>Move over, Biggest Losers! I just cut 5,500 words from my novel. That only leaves 50,000 words, meaning I just cut 10 per cent of those precious babies I labored with and gave birth to over the past ten months (long pregnancy, huh?). Ouch! But I’m trying to look at this in a healthy way, like how I would feel if I lost 10 per cent of my body fat, which is essentially what happened to the book. So… if I weighed 150 pounds (this is hypothetical) and lost 10 per cent, I’d only weigh 135 pounds. With obesity running rampant in the South, this would be a good thing, right?
One big difference here is that I loved those 5500 words that I just cut, and I do not love my extra fat cells at all. Some of those words were beautiful, literary, tear-jerking, inspirational, (you get the picture) … but guess what? They didn’t belong to this novel. Some of them may show up in another book one day, but not here. Not this time.
So, how did I get the courage for this fat-removing operation? From my fellow writers, of course. Those who have gone before and have published wonderful, slim, fit, non-obese books, and even lived to tell about it.

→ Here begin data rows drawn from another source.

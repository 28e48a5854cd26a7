//! ASCII chart of the smoothed sales series.
//!
//! Retail is drawn with `R`, wholesale with `W`; where both land on the same
//! cell retail wins. The x axis is the record index (weeks are evenly spaced),
//! the y axis spans both series with a small pad.

use crate::analytics::SmoothedSeries;

/// Render the smoothed series into a `width` x `height` character grid with a
/// one-line header.
pub fn render_ascii_chart(series: &SmoothedSeries, width: usize, height: usize) -> String {
    let width = width.max(10);
    let height = height.max(5);

    if series.is_empty() {
        return "Plot: no sales data\n".to_string();
    }

    let (y_min, y_max) = series.value_range().unwrap_or((0.0, 1.0));
    let (y_min, y_max) = pad_range(y_min, y_max, 0.05);
    let n = series.len();

    let mut grid = vec![vec![' '; width]; height];

    // Wholesale first so retail overlays it.
    draw_series(&mut grid, &series.wholesale, n, y_min, y_max, 'W');
    draw_series(&mut grid, &series.retail, n, y_min, y_max, 'R');

    let first = series.labels.first().map(String::as_str).unwrap_or("-");
    let last = series.labels.last().map(String::as_str).unwrap_or("-");

    let mut out = String::new();
    out.push_str(&format!(
        "Plot: {first}..{last} | window={} | y=[{y_min:.2}, {y_max:.2}]\n",
        series.window
    ));

    for row in grid {
        out.push_str(row.into_iter().collect::<String>().trim_end());
        out.push('\n');
    }

    out
}

fn pad_range(min: f64, max: f64, frac: f64) -> (f64, f64) {
    let span = (max - min).abs();
    let pad = (span * frac).max(1e-12);
    (min - pad, max + pad)
}

fn map_x(i: usize, n: usize, width: usize) -> usize {
    if n < 2 {
        return 0;
    }
    let u = i as f64 / (n as f64 - 1.0);
    (u * (width as f64 - 1.0)).round() as usize
}

fn map_y(y: f64, y_min: f64, y_max: f64, height: usize) -> usize {
    let height = height.max(2);
    let u = ((y - y_min) / (y_max - y_min)).clamp(0.0, 1.0);
    // y=top is max -> row 0
    (height as f64 - 1.0 - (u * (height as f64 - 1.0))).round() as usize
}

fn draw_series(grid: &mut [Vec<char>], values: &[f64], n: usize, y_min: f64, y_max: f64, ch: char) {
    let height = grid.len();
    let width = grid[0].len();

    let mut prev = None;
    for (i, &v) in values.iter().enumerate() {
        let x = map_x(i, n, width);
        let y = map_y(v, y_min, y_max, height);
        if let Some((x0, y0)) = prev {
            draw_line(grid, x0, y0, x, y, ch);
        } else {
            grid[y][x] = ch;
        }
        prev = Some((x, y));
    }
}

/// Integer line drawing (Bresenham-ish). Overwrites existing cells.
fn draw_line(grid: &mut [Vec<char>], x0: usize, y0: usize, x1: usize, y1: usize, ch: char) {
    let mut x0 = x0 as isize;
    let mut y0 = y0 as isize;
    let x1 = x1 as isize;
    let y1 = y1 as isize;

    let dx = (x1 - x0).abs();
    let sx = if x0 < x1 { 1 } else { -1 };
    let dy = -(y1 - y0).abs();
    let sy = if y0 < y1 { 1 } else { -1 };
    let mut err = dx + dy;

    loop {
        if y0 >= 0 && (y0 as usize) < grid.len() && x0 >= 0 && (x0 as usize) < grid[0].len() {
            grid[y0 as usize][x0 as usize] = ch;
        }

        if x0 == x1 && y0 == y1 {
            break;
        }
        let e2 = 2 * err;
        if e2 >= dy {
            err += dy;
            x0 += sx;
        }
        if e2 <= dx {
            err += dx;
            y0 += sy;
        }
    }
}

#[cfg(test)]
mod tests {
    use super::*;

    #[test]
    fn plot_golden_snapshot_small() {
        let series = SmoothedSeries {
            labels: vec!["2017-01-01".to_string(), "2017-01-08".to_string()],
            retail: vec![100.0, 110.0],
            wholesale: vec![100.0, 100.0],
            window: 4,
        };

        let txt = render_ascii_chart(&series, 10, 5);
        let expected = concat!(
            "Plot: 2017-01-01..2017-01-08 | window=4 | y=[99.50, 110.50]\n",
            "        RR\n",
            "      RR\n",
            "    RR\n",
            "  RR\n",
            "RRWWWWWWWW\n",
        );
        assert_eq!(txt, expected);
    }

    #[test]
    fn empty_series_says_so() {
        let series = SmoothedSeries {
            labels: Vec::new(),
            retail: Vec::new(),
            wholesale: Vec::new(),
            window: 4,
        };
        assert_eq!(render_ascii_chart(&series, 40, 10), "Plot: no sales data\n");
    }
}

Like Anne Lamott, who tells stories of similar surgeries her books have survived in her national bestseller, bird by bird: Some Instructions on Writing and Life. Now, I had read about 10 books by writers on writing (see list at end of this post)but until the Mississippi Writers Guild Conference a few weeks ago, I hadn’t heard of this one. Oh, my gosh … anyone reading this blog should click on Amazon.com and order this book immediately! Even after she was a published author, she once spent three years operating on a book until she got it right. Just yesterday I read her description of taking her book and spreading it out on the floor, sections and chapters and paragraphs lined up everywhere. Then she walked around cutting and pasting (literally) and jotting down notes for re-working sections later until she had gotten rid of the fat and put the rest back in working order. Then she picked up the piles of paper and took them back to her computer for re-entering. When I read this I almost cried. It was so close to what I had just done to The Sweet Carolines over the past few weeks.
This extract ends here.